I saw a skinny, old, homeless guy with a guitar sitting at a table outside with his stuff. I biked about two blocks past, then thought, the hell with it, I'm going to buy me a cup of coffee there and buy him one too. I turned around and rode back.
This post was published on the now-closed HuffPost Contributor platform. Contributors control their own work and posted freely to our site. If you need to flag this entry as abusive, send us an email.

I don't know why I thought that weak, warmed-up coffee from yesterday was going to do it for me this morning. So I dumped it in the sink, got on my bike more or less as I had gotten out of bed, and headed for work. Passing La Boulange on Hayes, my usual route, I saw a skinny, old, homeless guy with a guitar sitting at a table outside with his stuff. I biked about two blocks past, then thought, "The hell with it. I'm going to buy me a cup of coffee there and buy him one too." I turned around and rode back.

2014-06-07-smallerHomelessguyLaBoulangesmaller.jpg

"Get you a coffee if you'll let me take a picture of you," I said to the guy, and he brightened up.

"Can you make it a hot chocolate?" he asked. "And don't I know you from somewhere?"

They all say that. Inside the bakery, another guy joined us on line, who also claimed we'd met. At first glance, a slightly rumpled hipster in his 40s, confident of his charm; at second -- he was definitely sleeping in the street. His face too red, his eyes too wild and an eight-inch gash in the seat of his jeans that showed his bare, white ass.

He held out a plate of hot bread pudding he'd just bought, and said, "There's enough for two."

Outside on the sidewalk I gave the guy with the guitar his hot chocolate and a ham and cheese croissant. Out of habit he stashed the croissant in his bag.

"Eat it now," I urged, "while it's hot." Obediently he retrieved it and took a few bites that did not seem to register in his senses. Then he sat down again and played some godawful notes. Words came out of his mouth distractedly, as if they were lost.

The younger guy -- Mark, he said his name was -- followed us out. Setting his purchase down on a cafe table, he faced me and unleashed a flood of information. He was an opera singer, a professional writer. He was selling carpet for Ikea. He had four dollars left. He knew exactly where to get a new pair of pants -- was the rip indecent? He was a lawyer, no, he didn't say that. He was going to take the LSATS: It was just a test and he had passed many tests. He had never been married, but he had lived with women; was HIV negative; and why didn't a woman like me have a ring on my finger, was I a lipstick lesbian?

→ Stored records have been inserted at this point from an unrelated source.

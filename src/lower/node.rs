//! Node lowering.
//!
//! Walks the plan tree bottom-up and emits one execution stage per
//! node. This is where projection names die: every stage that defines
//! output draws fresh slots and publishes them in the slot map, and
//! every reference resolves against the bindings current at that point
//! of the walk. Each node's planner-assigned id comes out of the
//! properties side-table and is stamped on the emitted stage.
//!
//! Child order is load-bearing. Binary and n-ary nodes lower their
//! children left to right, and each child's slots are captured
//! immediately after that child is lowered, before a sibling gets the
//! chance to rebind the same projection names.

use std::collections::HashSet;

use tracing::debug;

use crate::algebra::{
    BoundRequirement, Expr, NodeId, PlanNode, PlanNodeKind, SpoolProducerMode,
    VariableEnvironment,
};
use crate::error::{LowerError, LowerResult};
use crate::metadata::{Metadata, ScanDefinition};
use crate::props::{NodeProps, NodePropsMap};
use crate::stage::{
    IndexScanStage, LoweredBound, LoweredInterval, MergeBranch, ScanStage, SeekStage, SlotExpr,
    SlotId, Stage, StageKind, UnionBranch,
};

use super::{ExpressionLowering, SlotIdGenerator, SlotMap};

/// Lowers plan trees into stage trees.
///
/// Holds mutable access to the caller's slot map, slot-id generator,
/// and row-id out-slot for the duration of one tree.
#[derive(Debug)]
pub struct NodeLowering<'a> {
    env: &'a VariableEnvironment,
    slots: &'a mut SlotMap,
    rid_slot: &'a mut Option<SlotId>,
    slot_ids: &'a mut SlotIdGenerator,
    metadata: &'a Metadata,
    props: &'a NodePropsMap,
    /// Spool ids with a producer anywhere in the tree being lowered.
    producers: HashSet<u64>,
}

And where was I from, anyway, he asked, his blue eyes burning into mine. Vassar?

Why yes, I said, astonished. In fact. Vassar.

His gaze fixed even harder on me then, as if calculating a social divide that would once not have existed.

"I went out with a girl from Vassar once," he said. "Hundred fifty IQ at least; Aspergers. One minute we're in love and the next it was, 'Who the hell are you? Get out of here.'

I know the power you've got in that noggin," he said darkly.

His language was more eloquent than I can convey and was the only reason I kept listening: a freeform rant on the cusp of brilliance and madness, both courtly and volatile. There was critical information in there, and poetry. I felt that if my attention wandered for even for a second, I might miss a prophetic gem that would cost me my future. His eyes scanned me like a cyborg.

"Barukh atah Adonai, Eloheinu, melekh ha'olam," he murmured to me, as if Hebrew were code.

Seeing my eyes widen, he told me he knew who I was; indeed, this claim was gaining ground. "Why do you sublimate? Why do you suppress? Let it flow; let it go," he advised fiercely; and I felt the power of that suggestion, dangerously, believing or wanting to believe that yes, I could blow my life up or bust it wide open, break up, break out, be more. It followed from my very act of doing a 180, not 10 minutes ago.

He had been a medic in the Marines, he said; got back from Afghanistan years ago. They had filled his head with "everything you find out there on the streets."

"It stays with you," he said. "It makes room in your head; you have to make room."

They're sending the rest of them home now, he said. Not in 2016 but now; they're already arriving.

"Few weeks, few months, there are going to be a lot more of us on the streets," he announced. "Thousands of vets with heads that don't fit their bodies."

He was Mark Chadwick Adams, and he had once been a beautiful boy. He said I could find him on YouTube. That he would be taking the LSATs next week. He was not afraid.

He lifted my heavy bike out of the rack and set it up for me to get on my way. "That bike is too big for you," he said, like a boyfriend, a boyfriend who might care.

I rode to work, looked him up and did not find anything about him on YouTube. But Mark Chadwick Adams, Esquire, would have been a very good title for him, I thought, in another life that had not turned.